I recently got a API UP2000 with two 833 MHz processors and 3 disk
drives. A 36 GB drive is used as the boot disk running some recent
dist of RH linux. Two 73 GB drives were RAID 0'd together to form a
very large volume for data storage. All drives are on the base SCSI
bus on the mother board, which I think is Ultra-II Fast Wide SCSI.

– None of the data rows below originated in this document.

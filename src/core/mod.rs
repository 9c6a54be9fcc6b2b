//! Core-Domänentypen: Farbe, Rasterisierung, Shapes, Pixel-Pool, Persistenz-Records.

pub mod color;
pub mod pixel_pool;
pub mod raster;
pub mod record;
/// Shape-Entität und kanonische Geometrie
///
/// - ShapeKind: Diskriminator (Line, Circle, Ellipse, Hermite, Bezier)
/// - ShapeGeometry: kanonische Parameter je Art
/// - Shape: abgeleitete Rasterpunkte, Pixel, Farbe, Highlight, Rotation
pub mod shape;

pub use color::Color;
pub use pixel_pool::{Pixel, PixelHandle, PixelPool, PixelSurface, DEFAULT_POOL_CAPACITY};
pub use record::{ShapeDocument, ShapeRecord};
pub use shape::{Shape, ShapeGeometry, ShapeKind};
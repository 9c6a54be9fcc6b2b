//! Rotations-Session: Live-Vorschau per Cursor, Bestätigen oder Zurückrollen.

use crate::app::registry::{ShapeHandle, ShapeRegistry};
use crate::core::PixelSurface;
use glam::Vec2;

#[derive(Debug, Clone, Copy, PartialEq)]
struct RotationSession {
    handle: ShapeHandle,
    /// Rotation beim Start (Ziel von `cancel`)
    original_rotation: f32,
}

/// Zustandsautomat `Idle → Active → {Confirmed | Canceled} → Idle`.
#[derive(Debug, Default)]
pub struct RotationController {
    session: Option<RotationSession>,
}

impl RotationController {
    pub fn new() -> Self {
        Self::default()
    }

    /// Startet eine Session für `handle`. Unbekannte Handles starten nichts.
    pub fn start(&mut self, registry: &ShapeRegistry, handle: ShapeHandle) -> bool {
        let Some(shape) = registry.get(handle) else {
            return false;
        };
        self.session = Some(RotationSession {
            handle,
            original_rotation: shape.rotation(),
        });
        true
    }

    pub fn is_active(&self) -> bool {
        self.session.is_some()
    }

    pub fn handle(&self) -> Option<ShapeHandle> {
        self.session.map(|s| s.handle)
    }

    /// Rotation beim Session-Start.
    pub fn original_rotation(&self) -> Option<f32> {
        self.session.map(|s| s.original_rotation)
    }

    /// Winkel zwischen Zentrum und Cursor in Grad (`atan2`).
    pub fn cursor_angle(center: Vec2, cursor: Vec2) -> f32 {
        let dir = cursor - center;
        dir.y.atan2(dir.x).to_degrees()
    }

    /// Wendet den Cursor-Winkel live auf die Shape an.
    pub fn update_preview(
        &self,
        registry: &mut ShapeRegistry,
        surface: &mut dyn PixelSurface,
        cursor: Vec2,
    ) {
        let Some(session) = self.session else {
            return;
        };
        if let Some(shape) = registry.get_mut(session.handle) {
            let angle = Self::cursor_angle(shape.center(), cursor);
            shape.set_rotation(angle, surface);
        }
    }

    /// Setzt einen eingegebenen Winkel direkt (ohne Cursor).
    pub fn apply_numeric(
        &self,
        registry: &mut ShapeRegistry,
        surface: &mut dyn PixelSurface,
        angle: f32,
    ) {
        let Some(session) = self.session else {
            return;
        };
        if let Some(shape) = registry.get_mut(session.handle) {
            shape.set_rotation(angle, surface);
        }
    }

    /// Beendet die Session und behält die zuletzt gesetzte Rotation.
    pub fn confirm(&mut self) -> Option<ShapeHandle> {
        self.session.take().map(|s| s.handle)
    }

    /// Stellt die Start-Rotation wieder her und beendet die Session.
    pub fn cancel(&mut self, registry: &mut ShapeRegistry, surface: &mut dyn PixelSurface) {
        let Some(session) = self.session.take() else {
            return;
        };
        if let Some(shape) = registry.get_mut(session.handle) {
            shape.set_rotation(session.original_rotation, surface);
        }
    }
}

#[cfg(test)]
mod tests {
    use super::*;
    use crate::core::{Color, PixelPool, Shape, ShapeGeometry};
    use approx::assert_abs_diff_eq;

    fn setup() -> (ShapeRegistry, PixelPool, ShapeHandle) {
        let mut pool = PixelPool::new();
        let mut registry = ShapeRegistry::default();
        let mut shape = Shape::new(
            ShapeGeometry::Line {
                start: Vec2::new(-4.0, 0.0),
                end: Vec2::new(4.0, 0.0),
            },
            Color::BLACK,
        );
        shape.draw(&mut pool);
        let handle = registry.insert(shape);
        (registry, pool, handle)
    }

    #[test]
    fn preview_follows_cursor_angle() {
        let (mut registry, mut pool, handle) = setup();
        let mut rotation = RotationController::new();
        assert!(rotation.start(&registry, handle));

        rotation.update_preview(&mut registry, &mut pool, Vec2::new(0.0, 10.0));

        let shape = registry.get(handle).expect("registriert");
        assert_abs_diff_eq!(shape.rotation(), 90.0, epsilon = 1e-4);
    }

    #[test]
    fn cancel_restores_original_rotation() {
        let (mut registry, mut pool, handle) = setup();
        registry
            .get_mut(handle)
            .expect("registriert")
            .set_rotation(30.0, &mut pool);
        let before = registry.get(handle).expect("registriert").points().to_vec();

        let mut rotation = RotationController::new();
        rotation.start(&registry, handle);
        rotation.update_preview(&mut registry, &mut pool, Vec2::new(-5.0, -5.0));
        rotation.cancel(&mut registry, &mut pool);

        let shape = registry.get(handle).expect("registriert");
        assert_eq!(shape.rotation(), 30.0);
        assert_eq!(shape.points(), before.as_slice());
        assert!(!rotation.is_active());
    }

    #[test]
    fn confirm_keeps_numeric_rotation() {
        let (mut registry, mut pool, handle) = setup();
        let mut rotation = RotationController::new();
        rotation.start(&registry, handle);
        rotation.apply_numeric(&mut registry, &mut pool, -45.0);

        assert_eq!(rotation.confirm(), Some(handle));
        assert_eq!(registry.get(handle).expect("registriert").rotation(), -45.0);
        assert!(rotation.confirm().is_none());
    }

    #[test]
    fn start_with_unknown_handle_stays_idle() {
        let (mut registry, _pool, _handle) = setup();
        let unknown = registry.allocate_handle();
        let mut rotation = RotationController::new();
        assert!(!rotation.start(&registry, unknown));
        assert!(!rotation.is_active());
    }
}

(This was the way it was delivered, and I haven't had a chance to do
much with it yet.) If anyone from API is watching, this is the system
you provided to WSM for me to evaluate.
I tried to run a simple file I/O test program to check the performance
of RAID 0 on the same bus, as I've heard of some people getting pretty
good results this way. The program is very simple; it simply creates a
file, and starts to write a specified buffer size of random data to the
file a specified number of times. In the standard tests that I run,
the buffer size is 1 MB, mem aligned to 65536 bytes, and I write 1024
of them to create a 1GB file. My test brought lots of SCSI errors in
the system log file, and the mounted partition became inaccessible. I
was able to dismount it, but remount attempts gave errors complaining
of unsupported fs type. fsck got similar errors.
I tried running the same test on the 36 GB root disk, and managed to
complete the run, but only got about 3.3 MB/s transfer rate. This
seems awefully slow for Ultra-II SCSI. According to the specs I've
seen for most 36 GB disks, they should be able to run between 20-45
MB/s rates depending on which zone your data happens to have landed,
with average of 30 MB/s.
Right now, the system is down for some reason, and I can't get to it
until Monday. In the mean time, can anyone provide any pointers on
disk and RAID setup in Linux? I am most interested in high
performance, but also need reliability (who doesn't?).